Dataset
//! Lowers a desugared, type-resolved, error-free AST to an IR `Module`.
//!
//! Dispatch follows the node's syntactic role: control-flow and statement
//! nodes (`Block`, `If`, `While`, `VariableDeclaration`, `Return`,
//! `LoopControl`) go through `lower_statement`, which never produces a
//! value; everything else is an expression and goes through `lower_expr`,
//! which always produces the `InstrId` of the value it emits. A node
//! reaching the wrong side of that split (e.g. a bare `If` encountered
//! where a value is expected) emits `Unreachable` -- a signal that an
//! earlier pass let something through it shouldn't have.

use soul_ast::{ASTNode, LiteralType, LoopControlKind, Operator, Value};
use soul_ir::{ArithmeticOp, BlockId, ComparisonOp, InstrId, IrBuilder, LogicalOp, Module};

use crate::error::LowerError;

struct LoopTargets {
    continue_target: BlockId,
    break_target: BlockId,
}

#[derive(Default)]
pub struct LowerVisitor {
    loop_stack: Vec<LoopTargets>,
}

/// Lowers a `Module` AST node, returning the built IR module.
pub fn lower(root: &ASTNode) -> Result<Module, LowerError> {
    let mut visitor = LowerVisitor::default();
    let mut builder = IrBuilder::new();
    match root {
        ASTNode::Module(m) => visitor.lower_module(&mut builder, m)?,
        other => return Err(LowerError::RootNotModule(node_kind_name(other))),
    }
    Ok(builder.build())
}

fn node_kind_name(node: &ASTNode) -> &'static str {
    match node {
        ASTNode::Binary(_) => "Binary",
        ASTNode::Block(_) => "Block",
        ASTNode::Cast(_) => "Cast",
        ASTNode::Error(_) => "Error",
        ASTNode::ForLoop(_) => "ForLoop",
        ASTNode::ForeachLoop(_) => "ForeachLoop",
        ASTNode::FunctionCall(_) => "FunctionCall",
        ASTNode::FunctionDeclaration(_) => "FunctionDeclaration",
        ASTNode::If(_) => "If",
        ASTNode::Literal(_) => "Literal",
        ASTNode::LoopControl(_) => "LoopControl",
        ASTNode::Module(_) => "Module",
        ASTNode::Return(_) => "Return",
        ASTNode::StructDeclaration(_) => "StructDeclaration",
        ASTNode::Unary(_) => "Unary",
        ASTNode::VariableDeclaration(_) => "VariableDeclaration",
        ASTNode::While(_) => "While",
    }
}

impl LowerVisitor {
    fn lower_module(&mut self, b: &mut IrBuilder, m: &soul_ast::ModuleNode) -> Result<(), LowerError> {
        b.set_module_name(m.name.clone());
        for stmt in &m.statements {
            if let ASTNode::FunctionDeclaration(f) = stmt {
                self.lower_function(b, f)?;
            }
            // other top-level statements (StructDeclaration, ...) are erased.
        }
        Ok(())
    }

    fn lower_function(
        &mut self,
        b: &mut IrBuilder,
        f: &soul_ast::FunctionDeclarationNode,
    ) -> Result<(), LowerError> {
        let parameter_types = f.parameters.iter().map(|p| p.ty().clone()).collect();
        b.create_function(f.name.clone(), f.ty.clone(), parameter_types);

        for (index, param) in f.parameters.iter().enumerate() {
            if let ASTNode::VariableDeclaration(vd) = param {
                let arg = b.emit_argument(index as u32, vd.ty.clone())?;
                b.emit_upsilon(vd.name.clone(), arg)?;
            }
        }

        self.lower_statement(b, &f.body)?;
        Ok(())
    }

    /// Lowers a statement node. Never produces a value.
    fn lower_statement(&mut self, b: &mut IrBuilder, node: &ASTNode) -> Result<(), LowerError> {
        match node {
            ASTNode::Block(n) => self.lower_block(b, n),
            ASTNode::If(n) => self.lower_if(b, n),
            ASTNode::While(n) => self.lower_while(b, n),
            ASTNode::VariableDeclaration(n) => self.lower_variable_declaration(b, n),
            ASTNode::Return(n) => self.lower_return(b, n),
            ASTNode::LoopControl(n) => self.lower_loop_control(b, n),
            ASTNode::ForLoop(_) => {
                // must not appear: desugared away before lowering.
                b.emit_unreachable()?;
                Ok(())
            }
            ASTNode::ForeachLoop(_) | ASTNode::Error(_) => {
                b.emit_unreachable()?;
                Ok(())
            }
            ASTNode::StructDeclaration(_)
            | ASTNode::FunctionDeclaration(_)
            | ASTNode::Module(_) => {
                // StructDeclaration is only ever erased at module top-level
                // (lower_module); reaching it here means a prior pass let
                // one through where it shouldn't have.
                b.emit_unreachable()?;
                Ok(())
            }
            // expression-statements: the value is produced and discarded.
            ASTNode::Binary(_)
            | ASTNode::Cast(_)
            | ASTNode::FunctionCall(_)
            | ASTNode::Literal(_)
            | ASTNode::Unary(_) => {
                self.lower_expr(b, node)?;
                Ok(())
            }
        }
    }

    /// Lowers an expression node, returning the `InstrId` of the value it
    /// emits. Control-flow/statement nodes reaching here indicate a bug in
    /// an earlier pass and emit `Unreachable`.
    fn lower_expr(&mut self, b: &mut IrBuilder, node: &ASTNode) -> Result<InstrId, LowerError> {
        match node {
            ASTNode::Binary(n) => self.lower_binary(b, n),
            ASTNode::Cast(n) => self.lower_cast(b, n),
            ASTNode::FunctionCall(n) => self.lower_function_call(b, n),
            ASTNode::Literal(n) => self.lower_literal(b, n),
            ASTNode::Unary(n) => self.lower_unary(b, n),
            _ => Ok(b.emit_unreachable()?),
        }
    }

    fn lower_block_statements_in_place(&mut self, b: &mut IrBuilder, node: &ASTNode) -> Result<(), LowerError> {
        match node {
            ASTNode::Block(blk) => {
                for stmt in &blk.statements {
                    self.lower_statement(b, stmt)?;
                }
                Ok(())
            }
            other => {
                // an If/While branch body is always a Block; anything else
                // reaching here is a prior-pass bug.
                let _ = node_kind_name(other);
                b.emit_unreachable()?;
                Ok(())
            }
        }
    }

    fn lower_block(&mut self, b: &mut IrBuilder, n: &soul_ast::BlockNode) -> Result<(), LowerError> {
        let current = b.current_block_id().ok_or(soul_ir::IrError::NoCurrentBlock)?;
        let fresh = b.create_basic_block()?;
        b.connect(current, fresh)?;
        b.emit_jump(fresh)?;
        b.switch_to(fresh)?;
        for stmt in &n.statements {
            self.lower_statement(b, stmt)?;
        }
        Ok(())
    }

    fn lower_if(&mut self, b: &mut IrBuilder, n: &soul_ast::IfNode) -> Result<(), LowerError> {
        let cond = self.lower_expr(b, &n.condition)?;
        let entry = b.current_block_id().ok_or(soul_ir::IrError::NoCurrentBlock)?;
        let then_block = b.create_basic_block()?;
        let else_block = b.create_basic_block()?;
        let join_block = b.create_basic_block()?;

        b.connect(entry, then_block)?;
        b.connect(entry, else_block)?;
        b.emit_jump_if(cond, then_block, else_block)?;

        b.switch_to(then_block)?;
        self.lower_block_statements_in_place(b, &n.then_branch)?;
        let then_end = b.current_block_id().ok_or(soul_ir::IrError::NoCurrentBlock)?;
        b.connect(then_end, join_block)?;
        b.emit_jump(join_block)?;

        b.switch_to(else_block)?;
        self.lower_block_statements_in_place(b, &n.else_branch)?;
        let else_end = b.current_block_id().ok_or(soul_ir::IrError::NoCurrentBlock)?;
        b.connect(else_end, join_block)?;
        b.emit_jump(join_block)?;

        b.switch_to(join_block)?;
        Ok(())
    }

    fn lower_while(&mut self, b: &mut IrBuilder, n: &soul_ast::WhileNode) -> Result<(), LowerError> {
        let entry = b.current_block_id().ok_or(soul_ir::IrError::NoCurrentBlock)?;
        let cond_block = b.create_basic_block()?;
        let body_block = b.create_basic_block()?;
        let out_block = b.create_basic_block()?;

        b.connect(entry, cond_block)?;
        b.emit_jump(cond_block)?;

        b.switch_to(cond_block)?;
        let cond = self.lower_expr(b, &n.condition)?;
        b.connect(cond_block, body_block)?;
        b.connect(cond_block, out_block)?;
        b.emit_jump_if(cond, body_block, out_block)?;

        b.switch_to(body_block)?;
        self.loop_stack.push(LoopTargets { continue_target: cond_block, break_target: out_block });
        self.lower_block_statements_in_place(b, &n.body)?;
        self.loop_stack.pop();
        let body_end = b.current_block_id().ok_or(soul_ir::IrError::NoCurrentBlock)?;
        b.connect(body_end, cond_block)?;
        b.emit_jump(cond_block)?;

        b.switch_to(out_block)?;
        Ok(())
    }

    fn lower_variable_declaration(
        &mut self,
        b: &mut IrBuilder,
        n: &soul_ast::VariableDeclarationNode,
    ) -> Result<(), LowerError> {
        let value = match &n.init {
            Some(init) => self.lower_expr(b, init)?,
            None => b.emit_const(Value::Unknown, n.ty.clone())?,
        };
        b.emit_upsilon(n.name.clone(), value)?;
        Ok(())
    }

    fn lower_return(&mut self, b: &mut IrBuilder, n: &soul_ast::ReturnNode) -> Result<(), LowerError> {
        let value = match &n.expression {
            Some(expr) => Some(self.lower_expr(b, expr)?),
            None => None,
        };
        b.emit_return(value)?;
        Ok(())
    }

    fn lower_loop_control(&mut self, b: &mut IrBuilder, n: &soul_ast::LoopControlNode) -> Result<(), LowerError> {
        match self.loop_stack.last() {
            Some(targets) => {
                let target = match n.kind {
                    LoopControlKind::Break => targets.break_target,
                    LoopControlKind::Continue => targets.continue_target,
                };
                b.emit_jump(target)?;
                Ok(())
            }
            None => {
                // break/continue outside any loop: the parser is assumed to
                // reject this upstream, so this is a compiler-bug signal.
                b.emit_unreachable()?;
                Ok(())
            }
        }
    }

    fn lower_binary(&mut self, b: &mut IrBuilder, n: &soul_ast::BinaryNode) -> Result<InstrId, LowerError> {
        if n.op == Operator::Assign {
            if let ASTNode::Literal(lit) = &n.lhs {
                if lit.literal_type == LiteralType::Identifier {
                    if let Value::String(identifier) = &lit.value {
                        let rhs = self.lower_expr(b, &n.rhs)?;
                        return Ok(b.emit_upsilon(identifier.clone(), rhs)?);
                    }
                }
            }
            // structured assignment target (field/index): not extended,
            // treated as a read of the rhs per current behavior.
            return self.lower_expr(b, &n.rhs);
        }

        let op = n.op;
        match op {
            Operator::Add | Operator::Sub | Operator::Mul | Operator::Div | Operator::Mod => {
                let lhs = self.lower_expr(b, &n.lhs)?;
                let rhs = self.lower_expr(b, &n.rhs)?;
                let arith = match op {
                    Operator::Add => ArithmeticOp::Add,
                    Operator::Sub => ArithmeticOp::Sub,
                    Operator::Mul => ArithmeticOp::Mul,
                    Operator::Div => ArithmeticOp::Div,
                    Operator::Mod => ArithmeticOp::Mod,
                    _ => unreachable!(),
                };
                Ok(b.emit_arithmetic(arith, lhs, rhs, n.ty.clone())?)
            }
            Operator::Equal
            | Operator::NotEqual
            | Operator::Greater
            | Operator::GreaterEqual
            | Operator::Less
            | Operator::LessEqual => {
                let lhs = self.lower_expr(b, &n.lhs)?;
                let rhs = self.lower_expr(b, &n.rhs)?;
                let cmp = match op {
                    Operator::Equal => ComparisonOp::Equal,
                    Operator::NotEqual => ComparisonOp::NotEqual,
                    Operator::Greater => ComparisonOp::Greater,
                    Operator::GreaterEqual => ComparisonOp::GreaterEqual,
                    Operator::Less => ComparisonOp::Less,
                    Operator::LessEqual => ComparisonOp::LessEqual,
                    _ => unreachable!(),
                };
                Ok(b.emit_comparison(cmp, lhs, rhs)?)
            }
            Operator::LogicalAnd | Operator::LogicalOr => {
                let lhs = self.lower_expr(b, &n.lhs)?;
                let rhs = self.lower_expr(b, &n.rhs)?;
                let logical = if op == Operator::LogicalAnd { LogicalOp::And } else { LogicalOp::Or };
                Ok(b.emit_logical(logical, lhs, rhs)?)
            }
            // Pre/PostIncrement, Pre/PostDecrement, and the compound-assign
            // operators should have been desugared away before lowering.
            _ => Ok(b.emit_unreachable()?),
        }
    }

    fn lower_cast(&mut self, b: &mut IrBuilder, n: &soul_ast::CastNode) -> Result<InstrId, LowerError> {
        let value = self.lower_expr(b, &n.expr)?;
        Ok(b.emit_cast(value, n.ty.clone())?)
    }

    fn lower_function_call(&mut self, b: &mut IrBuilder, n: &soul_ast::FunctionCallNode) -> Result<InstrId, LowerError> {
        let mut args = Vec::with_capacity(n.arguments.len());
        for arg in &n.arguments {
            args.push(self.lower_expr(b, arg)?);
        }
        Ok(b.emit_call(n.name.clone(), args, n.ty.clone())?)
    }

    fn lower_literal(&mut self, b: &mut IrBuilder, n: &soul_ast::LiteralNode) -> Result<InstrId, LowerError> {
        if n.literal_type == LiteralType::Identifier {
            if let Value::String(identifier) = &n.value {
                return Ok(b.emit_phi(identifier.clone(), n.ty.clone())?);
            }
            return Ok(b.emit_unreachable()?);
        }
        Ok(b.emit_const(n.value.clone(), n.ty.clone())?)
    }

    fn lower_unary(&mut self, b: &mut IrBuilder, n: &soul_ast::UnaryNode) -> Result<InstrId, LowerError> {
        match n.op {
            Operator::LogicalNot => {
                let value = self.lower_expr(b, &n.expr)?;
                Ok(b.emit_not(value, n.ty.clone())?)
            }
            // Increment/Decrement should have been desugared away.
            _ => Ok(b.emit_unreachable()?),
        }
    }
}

---

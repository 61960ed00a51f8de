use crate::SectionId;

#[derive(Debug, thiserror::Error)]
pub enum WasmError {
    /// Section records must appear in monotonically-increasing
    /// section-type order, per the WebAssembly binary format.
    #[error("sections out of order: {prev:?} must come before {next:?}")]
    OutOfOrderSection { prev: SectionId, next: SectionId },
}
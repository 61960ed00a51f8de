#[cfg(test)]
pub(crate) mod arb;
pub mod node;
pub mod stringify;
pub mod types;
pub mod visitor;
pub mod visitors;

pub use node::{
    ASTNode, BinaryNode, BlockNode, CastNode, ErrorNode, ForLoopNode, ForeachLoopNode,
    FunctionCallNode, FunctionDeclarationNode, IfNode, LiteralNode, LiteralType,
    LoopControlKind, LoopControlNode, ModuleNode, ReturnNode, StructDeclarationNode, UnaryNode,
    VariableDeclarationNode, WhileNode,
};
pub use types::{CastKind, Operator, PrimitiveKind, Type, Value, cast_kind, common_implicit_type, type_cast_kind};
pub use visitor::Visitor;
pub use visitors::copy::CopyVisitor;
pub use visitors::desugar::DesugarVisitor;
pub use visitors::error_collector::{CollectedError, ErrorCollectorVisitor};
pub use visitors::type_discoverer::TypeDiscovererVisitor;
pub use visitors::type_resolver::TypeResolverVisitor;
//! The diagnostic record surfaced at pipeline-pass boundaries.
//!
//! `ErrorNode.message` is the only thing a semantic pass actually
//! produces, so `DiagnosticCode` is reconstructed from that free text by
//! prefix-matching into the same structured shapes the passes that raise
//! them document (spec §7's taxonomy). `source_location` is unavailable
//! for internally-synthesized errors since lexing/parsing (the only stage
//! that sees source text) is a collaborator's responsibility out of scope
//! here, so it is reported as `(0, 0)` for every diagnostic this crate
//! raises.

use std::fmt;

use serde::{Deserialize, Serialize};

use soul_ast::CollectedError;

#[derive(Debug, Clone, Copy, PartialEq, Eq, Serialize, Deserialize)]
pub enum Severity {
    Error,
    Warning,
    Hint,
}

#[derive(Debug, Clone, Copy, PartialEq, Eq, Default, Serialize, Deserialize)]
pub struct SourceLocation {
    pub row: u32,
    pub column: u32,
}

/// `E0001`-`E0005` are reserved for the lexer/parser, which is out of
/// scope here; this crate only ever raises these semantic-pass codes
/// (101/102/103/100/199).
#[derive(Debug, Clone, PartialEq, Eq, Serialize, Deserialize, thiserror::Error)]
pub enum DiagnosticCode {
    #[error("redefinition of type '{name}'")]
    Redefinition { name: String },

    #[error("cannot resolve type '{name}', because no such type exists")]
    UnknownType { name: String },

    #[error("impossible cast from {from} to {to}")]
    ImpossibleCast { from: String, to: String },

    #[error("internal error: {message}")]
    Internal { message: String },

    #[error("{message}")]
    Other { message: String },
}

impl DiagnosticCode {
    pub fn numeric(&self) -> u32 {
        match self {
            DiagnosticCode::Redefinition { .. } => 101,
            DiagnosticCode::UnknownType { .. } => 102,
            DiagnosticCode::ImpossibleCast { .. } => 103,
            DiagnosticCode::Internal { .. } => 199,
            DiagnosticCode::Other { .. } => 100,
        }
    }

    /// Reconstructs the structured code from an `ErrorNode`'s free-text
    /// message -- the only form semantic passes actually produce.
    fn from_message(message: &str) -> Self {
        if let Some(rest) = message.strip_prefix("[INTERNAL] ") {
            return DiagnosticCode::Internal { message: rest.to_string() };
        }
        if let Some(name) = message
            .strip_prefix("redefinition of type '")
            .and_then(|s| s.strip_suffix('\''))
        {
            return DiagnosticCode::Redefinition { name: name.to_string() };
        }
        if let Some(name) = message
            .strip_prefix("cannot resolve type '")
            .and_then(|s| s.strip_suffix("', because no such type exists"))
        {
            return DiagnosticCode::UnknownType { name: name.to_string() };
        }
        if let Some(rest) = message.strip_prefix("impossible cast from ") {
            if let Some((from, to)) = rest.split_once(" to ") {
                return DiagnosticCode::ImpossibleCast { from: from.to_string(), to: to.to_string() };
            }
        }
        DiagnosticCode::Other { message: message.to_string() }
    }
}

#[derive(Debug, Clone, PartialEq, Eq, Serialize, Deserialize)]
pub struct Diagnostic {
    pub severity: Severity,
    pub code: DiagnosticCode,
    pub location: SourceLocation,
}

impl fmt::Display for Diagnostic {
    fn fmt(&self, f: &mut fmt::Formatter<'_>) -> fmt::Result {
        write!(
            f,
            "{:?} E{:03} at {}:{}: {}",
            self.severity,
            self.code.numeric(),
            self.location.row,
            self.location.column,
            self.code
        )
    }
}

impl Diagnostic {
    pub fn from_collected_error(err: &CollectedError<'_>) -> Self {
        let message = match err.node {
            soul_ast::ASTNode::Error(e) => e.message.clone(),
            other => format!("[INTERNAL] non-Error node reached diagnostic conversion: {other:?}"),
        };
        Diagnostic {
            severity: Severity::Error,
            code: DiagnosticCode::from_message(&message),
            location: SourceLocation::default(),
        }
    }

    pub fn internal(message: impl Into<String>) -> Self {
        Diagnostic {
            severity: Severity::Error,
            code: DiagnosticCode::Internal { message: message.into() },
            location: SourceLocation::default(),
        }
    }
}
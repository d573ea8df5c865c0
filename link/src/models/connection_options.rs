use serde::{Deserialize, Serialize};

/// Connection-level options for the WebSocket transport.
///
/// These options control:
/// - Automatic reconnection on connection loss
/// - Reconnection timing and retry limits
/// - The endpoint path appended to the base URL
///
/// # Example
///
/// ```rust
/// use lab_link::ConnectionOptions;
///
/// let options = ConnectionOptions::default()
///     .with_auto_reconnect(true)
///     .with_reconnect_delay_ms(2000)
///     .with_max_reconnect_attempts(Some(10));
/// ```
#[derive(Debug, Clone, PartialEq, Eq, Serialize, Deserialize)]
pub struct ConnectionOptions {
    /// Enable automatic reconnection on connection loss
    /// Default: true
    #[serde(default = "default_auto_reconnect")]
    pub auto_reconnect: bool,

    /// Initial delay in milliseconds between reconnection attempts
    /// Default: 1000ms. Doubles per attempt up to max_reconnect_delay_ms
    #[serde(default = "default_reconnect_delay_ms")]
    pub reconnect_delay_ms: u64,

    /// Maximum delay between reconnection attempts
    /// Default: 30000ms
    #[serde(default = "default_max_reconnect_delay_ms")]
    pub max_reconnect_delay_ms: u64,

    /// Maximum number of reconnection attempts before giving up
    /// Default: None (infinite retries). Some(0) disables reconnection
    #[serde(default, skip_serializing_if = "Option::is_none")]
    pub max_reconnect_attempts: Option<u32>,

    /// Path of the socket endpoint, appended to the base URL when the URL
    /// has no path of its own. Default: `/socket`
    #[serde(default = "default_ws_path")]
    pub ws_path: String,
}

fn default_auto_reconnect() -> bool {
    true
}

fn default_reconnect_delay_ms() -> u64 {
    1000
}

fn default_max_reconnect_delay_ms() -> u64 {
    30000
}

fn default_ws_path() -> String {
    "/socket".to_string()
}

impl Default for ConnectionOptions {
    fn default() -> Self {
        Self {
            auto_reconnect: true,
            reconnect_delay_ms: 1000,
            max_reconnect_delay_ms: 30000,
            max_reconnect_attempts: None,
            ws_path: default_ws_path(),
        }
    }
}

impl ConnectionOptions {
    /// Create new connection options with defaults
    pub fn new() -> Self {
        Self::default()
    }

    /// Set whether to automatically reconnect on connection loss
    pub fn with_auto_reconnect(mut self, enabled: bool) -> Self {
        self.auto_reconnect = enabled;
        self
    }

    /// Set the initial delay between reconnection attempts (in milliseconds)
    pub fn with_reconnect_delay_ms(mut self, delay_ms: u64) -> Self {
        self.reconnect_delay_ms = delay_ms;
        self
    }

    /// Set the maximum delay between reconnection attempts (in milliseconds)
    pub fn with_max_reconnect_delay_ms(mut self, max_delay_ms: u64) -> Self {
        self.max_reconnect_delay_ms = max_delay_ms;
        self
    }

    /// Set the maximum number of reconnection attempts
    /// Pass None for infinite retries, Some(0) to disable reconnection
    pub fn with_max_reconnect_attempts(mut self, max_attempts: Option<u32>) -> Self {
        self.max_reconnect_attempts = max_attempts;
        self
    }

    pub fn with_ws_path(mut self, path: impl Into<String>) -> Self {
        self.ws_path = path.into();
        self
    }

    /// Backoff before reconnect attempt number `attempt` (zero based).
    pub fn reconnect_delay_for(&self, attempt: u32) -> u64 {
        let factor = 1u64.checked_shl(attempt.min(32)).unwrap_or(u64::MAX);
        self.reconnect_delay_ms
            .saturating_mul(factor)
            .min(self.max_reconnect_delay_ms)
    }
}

--

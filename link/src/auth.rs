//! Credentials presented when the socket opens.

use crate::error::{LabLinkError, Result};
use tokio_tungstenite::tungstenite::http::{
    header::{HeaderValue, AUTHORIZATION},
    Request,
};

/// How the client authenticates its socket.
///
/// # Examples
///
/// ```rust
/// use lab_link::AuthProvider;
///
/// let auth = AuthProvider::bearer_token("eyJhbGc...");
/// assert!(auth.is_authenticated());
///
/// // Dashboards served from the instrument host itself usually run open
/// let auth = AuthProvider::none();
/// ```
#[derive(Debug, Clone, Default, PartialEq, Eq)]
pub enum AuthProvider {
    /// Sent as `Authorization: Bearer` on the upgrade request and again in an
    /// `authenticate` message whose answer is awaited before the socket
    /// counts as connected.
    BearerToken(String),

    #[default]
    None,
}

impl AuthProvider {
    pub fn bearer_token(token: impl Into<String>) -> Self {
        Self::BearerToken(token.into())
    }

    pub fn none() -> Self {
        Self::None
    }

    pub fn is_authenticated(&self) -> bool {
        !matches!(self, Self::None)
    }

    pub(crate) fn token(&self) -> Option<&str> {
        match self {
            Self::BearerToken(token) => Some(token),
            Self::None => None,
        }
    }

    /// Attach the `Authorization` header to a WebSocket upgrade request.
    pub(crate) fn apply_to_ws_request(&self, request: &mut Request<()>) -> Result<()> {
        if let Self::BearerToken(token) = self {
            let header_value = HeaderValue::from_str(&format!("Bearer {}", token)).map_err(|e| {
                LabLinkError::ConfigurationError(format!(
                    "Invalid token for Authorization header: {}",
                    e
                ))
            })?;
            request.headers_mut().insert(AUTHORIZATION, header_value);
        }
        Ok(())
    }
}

What to do
When a line in the data contains "ConnectionOptions", return it as written.

Answer to this problem
/// use lab_link::ConnectionOptions;
/// let options = ConnectionOptions::default()
pub struct ConnectionOptions {
impl Default for ConnectionOptions {
impl ConnectionOptions {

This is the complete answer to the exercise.